Our Vision is to advance child wellbeing using science to equip and enable those dedicated to the service of children and families. RealWell aims to support school and community-wide efforts to take positive action, based on evidence, to promote the wellbeing of children and their families. RealWell makes available simple and practical tools to cultivate community-wide understanding and advancement of children’s social and emotional development.
Social Analytics Lab
The Social Analytics Lab (SAL) is a custom-built, secure research facility housed at Griffith University to store, manage and analyse sensitive administrative data for research and teaching. Underpinned by industry standard security protocols that enable the storage of individual level data, SAL offers a unique platform where cutting edge academic research can be applied to the complex real world problems of a rapidly evolving 21st-century society.

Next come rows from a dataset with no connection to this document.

//! Pooled particle engine
//!
//! Independent of game rules: callers spawn particles with a position,
//! color, physics, and look, and the scheduler calls `advance` once per
//! pulse. Lifetimes and physics are expressed per pulse, so a particle's
//! on-screen duration assumes the pulse rate stays near `assumed_fps`.

pub mod effects;
pub mod pool;

pub use effects::{EffectQueue, ExplosionWave};
pub use pool::{LIFE_EPSILON, Particle, ParticlePool, Shape};

use glam::Vec2;

use crate::color::Color;
use crate::snapshot::ParticleSnapshot;

/// Polar speed to units/pulse
pub const POLAR_SPEED_SCALE: f32 = 0.016;
/// Polar gravity to units/pulse²
pub const POLAR_GRAVITY_SCALE: f32 = 0.001;

/// Initial velocity in one of two forms
#[derive(Debug, Clone, Copy, PartialEq)]
pub enum Motion {
    /// Scaled speed along `angle_deg` (0 = +x, clockwise on screen);
    /// see `POLAR_SPEED_SCALE`
    Polar { speed: f32, angle_deg: f32 },
    /// Velocity in units/pulse
    Vector(Vec2),
}

/// Physical behaviour of a spawned particle.
///
/// With `Motion::Polar`, gravity is scaled by `POLAR_GRAVITY_SCALE`; with
/// `Motion::Vector` it is already per pulse. Angular velocity (degrees) and
/// friction (velocity multiplier) are always per pulse.
#[derive(Debug, Clone, Copy, PartialEq)]
pub struct Physics {
    pub motion: Motion,
    pub gravity: f32,
    pub friction: f32,
    pub angular_velocity: f32,
}

impl Physics {
    pub fn polar(speed: f32, angle_deg: f32) -> Self {
        Self {
            motion: Motion::Polar { speed, angle_deg },
            gravity: 0.0,
            friction: 0.98,
            angular_velocity: 0.0,
        }
    }

    pub fn vector(velocity: Vec2) -> Self {
        Self {
            motion: Motion::Vector(velocity),
            gravity: 0.0,
            friction: 0.98,
            angular_velocity: 0.0,
        }
    }

    pub fn with_gravity(mut self, gravity: f32) -> Self {
        self.gravity = gravity;
        self
    }

    pub fn with_friction(mut self, friction: f32) -> Self {
        self.friction = friction;
        self
    }

    pub fn with_spin(mut self, angular_velocity: f32) -> Self {
        self.angular_velocity = angular_velocity;
        self
    }
}

/// Look of a spawned particle
#[derive(Debug, Clone, Copy, PartialEq)]
pub struct Visual {
    pub size: f32,
    /// Seconds from spawn to expiry at the assumed pulse rate
    pub duration: f32,
    pub shape: Shape,
}

impl Default for Visual {
    fn default() -> Self {
        Self {
            size: 2.0,
            duration: 1.0,
            shape: Shape::Rect,
        }
    }
}

/// Particle simulation over a bounded pool
#[derive(Debug, Clone)]
pub struct ParticleEngine {
    pool: ParticlePool,
    assumed_fps: f32,
    dropped: u64,
}

impl ParticleEngine {
    pub fn new(capacity: usize, prewarm: usize, assumed_fps: f32) -> Self {
        Self {
            pool: ParticlePool::new(capacity, prewarm),
            assumed_fps: assumed_fps.max(1.0),
            dropped: 0,
        }
    }

    pub fn pool(&self) -> &ParticlePool {
        &self.pool
    }

    pub fn active_count(&self) -> usize {
        self.pool.active_len()
    }

    /// Spawn requests refused because the pool was full
    pub fn dropped(&self) -> u64 {
        self.dropped
    }

    /// Spawn one particle. Returns false (dropping the request) at capacity.
    pub fn spawn(&mut self, pos: Vec2, color: Color, physics: Physics, visual: Visual) -> bool {
        let fps = self.assumed_fps;
        let Some(p) = self.pool.acquire() else {
            self.dropped += 1;
            return false;
        };

        p.pos = pos;
        p.color = color;
        p.friction = physics.friction;
        match physics.motion {
            Motion::Polar { speed, angle_deg } => {
                let angle = angle_deg.to_radians();
                p.vel = Vec2::new(angle.cos(), angle.sin()) * (speed * POLAR_SPEED_SCALE);
                p.gravity = physics.gravity * POLAR_GRAVITY_SCALE;
                p.angular_velocity = physics.angular_velocity;
            }
            Motion::Vector(velocity) => {
                p.vel = velocity;
                p.gravity = physics.gravity;
                p.angular_velocity = physics.angular_velocity;
            }
        }

        p.size = visual.size;
        p.shape = visual.shape;
        p.life = 1.0;
        p.decay = if visual.duration > 0.0 {
            1.0 / (visual.duration * fps)
        } else {
            1.0
        };
        true
    }

    /// Advance every active particle by one pulse. Returns how many expired.
    pub fn advance(&mut self) -> usize {
        self.pool.step()
    }

    /// Retire all active particles (used on reset)
    pub fn clear(&mut self) {
        self.pool.clear();
    }

    pub fn iter(&self) -> impl Iterator<Item = &Particle> {
        self.pool.iter()
    }

    /// Draw data for every active particle
    pub fn snapshots(&self) -> Vec<ParticleSnapshot> {
        self.pool.iter().map(ParticleSnapshot::from).collect()
    }
}

#[cfg(test)]
mod tests {
    use super::*;

    fn engine(capacity: usize) -> ParticleEngine {
        ParticleEngine::new(capacity, capacity.min(16), 60.0)
    }

    fn visual(duration: f32) -> Visual {
        Visual {
            duration,
            ..Visual::default()
        }
    }

    #[test]
    fn test_decay_timing_one_second() {
        let mut e = engine(4);
        assert!(e.spawn(
            Vec2::ZERO,
            Color::WHITE,
            Physics::vector(Vec2::ZERO),
            visual(1.0)
        ));
        for pulse in 1..60 {
            e.advance();
            assert_eq!(e.active_count(), 1, "expired early at pulse {pulse}");
        }
        e.advance();
        assert_eq!(e.active_count(), 0);
    }

    #[test]
    fn test_spawn_dropped_at_capacity() {
        let mut e = engine(2);
        let physics = Physics::vector(Vec2::ONE);
        assert!(e.spawn(Vec2::ZERO, Color::WHITE, physics, visual(1.0)));
        assert!(e.spawn(Vec2::ZERO, Color::WHITE, physics, visual(1.0)));
        assert!(!e.spawn(Vec2::ZERO, Color::WHITE, physics, visual(1.0)));
        assert_eq!(e.active_count(), 2);
        assert_eq!(e.dropped(), 1);
    }

    #[test]
    fn test_polar_form_uses_fixed_scales() {
        let mut e = engine(1);
        let physics = Physics::polar(600.0, 90.0).with_gravity(160.0).with_spin(120.0);
        e.spawn(Vec2::ZERO, Color::WHITE, physics, visual(2.0));
        let p = e.iter().next().expect("spawned");
        assert!(p.vel.x.abs() < 1e-4);
        assert!((p.vel.y - 9.6).abs() < 1e-4);
        assert!((p.gravity - 0.16).abs() < 1e-6);
        assert!((p.angular_velocity - 120.0).abs() < 1e-6);
    }

    #[test]
    fn test_polar_scales_ignore_assumed_fps() {
        let physics = Physics::polar(500.0, 0.0).with_gravity(200.0);
        let mut slow = ParticleEngine::new(1, 0, 30.0);
        let mut fast = ParticleEngine::new(1, 0, 120.0);
        slow.spawn(Vec2::ZERO, Color::WHITE, physics, visual(1.0));
        fast.spawn(Vec2::ZERO, Color::WHITE, physics, visual(1.0));
        let a = slow.iter().next().expect("spawned");
        let b = fast.iter().next().expect("spawned");
        assert_eq!(a.vel, b.vel);
        assert_eq!(a.gravity, b.gravity);
    }

    #[test]
    fn test_vector_form_kept_verbatim() {
        let mut e = engine(1);
        let physics = Physics::vector(Vec2::new(1.5, -2.0))
            .with_gravity(0.2)
            .with_friction(0.9)
            .with_spin(-4.0);
        e.spawn(Vec2::new(5.0, 5.0), Color::WHITE, physics, visual(1.0));
        let p = e.iter().next().expect("spawned");
        assert_eq!(p.vel, Vec2::new(1.5, -2.0));
        assert_eq!(p.gravity, 0.2);
        assert_eq!(p.friction, 0.9);
        assert_eq!(p.angular_velocity, -4.0);
        assert_eq!(p.life, 1.0);
    }

    #[test]
    fn test_pool_conservation_after_burst() {
        let mut e = ParticleEngine::new(100, 20, 60.0);
        let free_before = e.pool().free_len();
        let allocated_before = e.pool().allocated();

        for i in 0..50 {
            let physics = Physics::vector(Vec2::new(i as f32, 0.0));
            e.spawn(Vec2::ZERO, Color::WHITE, physics, visual(0.5 + i as f32 * 0.01));
        }
        let newly_allocated = e.pool().allocated() - allocated_before;
        assert_eq!(newly_allocated, 30);

        while e.active_count() > 0 {
            e.advance();
        }
        assert_eq!(e.pool().free_len(), free_before + newly_allocated);
    }

    #[test]
    fn test_clear_retires_everything() {
        let mut e = engine(8);
        for _ in 0..5 {
            e.spawn(Vec2::ZERO, Color::WHITE, Physics::vector(Vec2::ZERO), visual(5.0));
        }
        e.clear();
        assert_eq!(e.active_count(), 0);
        assert!(e.snapshots().is_empty());
    }

    #[test]
    fn test_snapshot_shrinks_with_life() {
        let mut e = engine(1);
        e.spawn(
            Vec2::new(3.0, 4.0),
            Color::WHITE,
            Physics::vector(Vec2::ZERO),
            Visual {
                size: 10.0,
                duration: 1.0,
                shape: Shape::Circle,
            },
        );
        for _ in 0..30 {
            e.advance();
        }
        let snap = e.snapshots()[0];
        assert!((snap.size - 5.0).abs() < 1e-3);
        assert_eq!(snap.shape(), Shape::Circle);
    }
}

Transforming Corrections to Transform Lives
Transforming corrections to transform lives is an innovative collaboration working to transform the lives of mothers in custody and their children. Our pioneering project has the principles of co-creation at its core. Our vision is to co-create a new method of service provision for imprisoned mothers and their children that creates conditions for families to thrive through a holistic system of practice that supports wellbeing and social inclusion, and demonstrates more effective, sustainable service provision that can be scaled up by governments
Perceptions and Experiences of Place
The Perceptions and Experiences of Place study is a collaboration between Griffith University and the University of Queensland and involves researchers from Monash University and the Ohio State University. The study aims to develop innovative strategies for improving safety in communities, workplaces, and other places that people visit. Data will be collected using a bespoke smartphone application that passively collects location data and delivers short surveys asking participants about their perceptions of places and spaces they frequent. The research findings will be of significant benefit in the creation of place based initiatives to make places safer and more inclusive for everyone.
Call for Unpublished Evaluation Reports
The Griffith Criminology Institute (GCI), in collaboration with the NSW Department of Communities and Justice, is undertaking a review of Australian evidence relating to the effectiveness of interventions with and responses to men who use Domestic and Family Violence (DFV). The objective of the review is to consolidate ‘what works’ for different perpetrator types, across different program modalities and in the context of different environmental and social conditions, including published and unpublished evidence.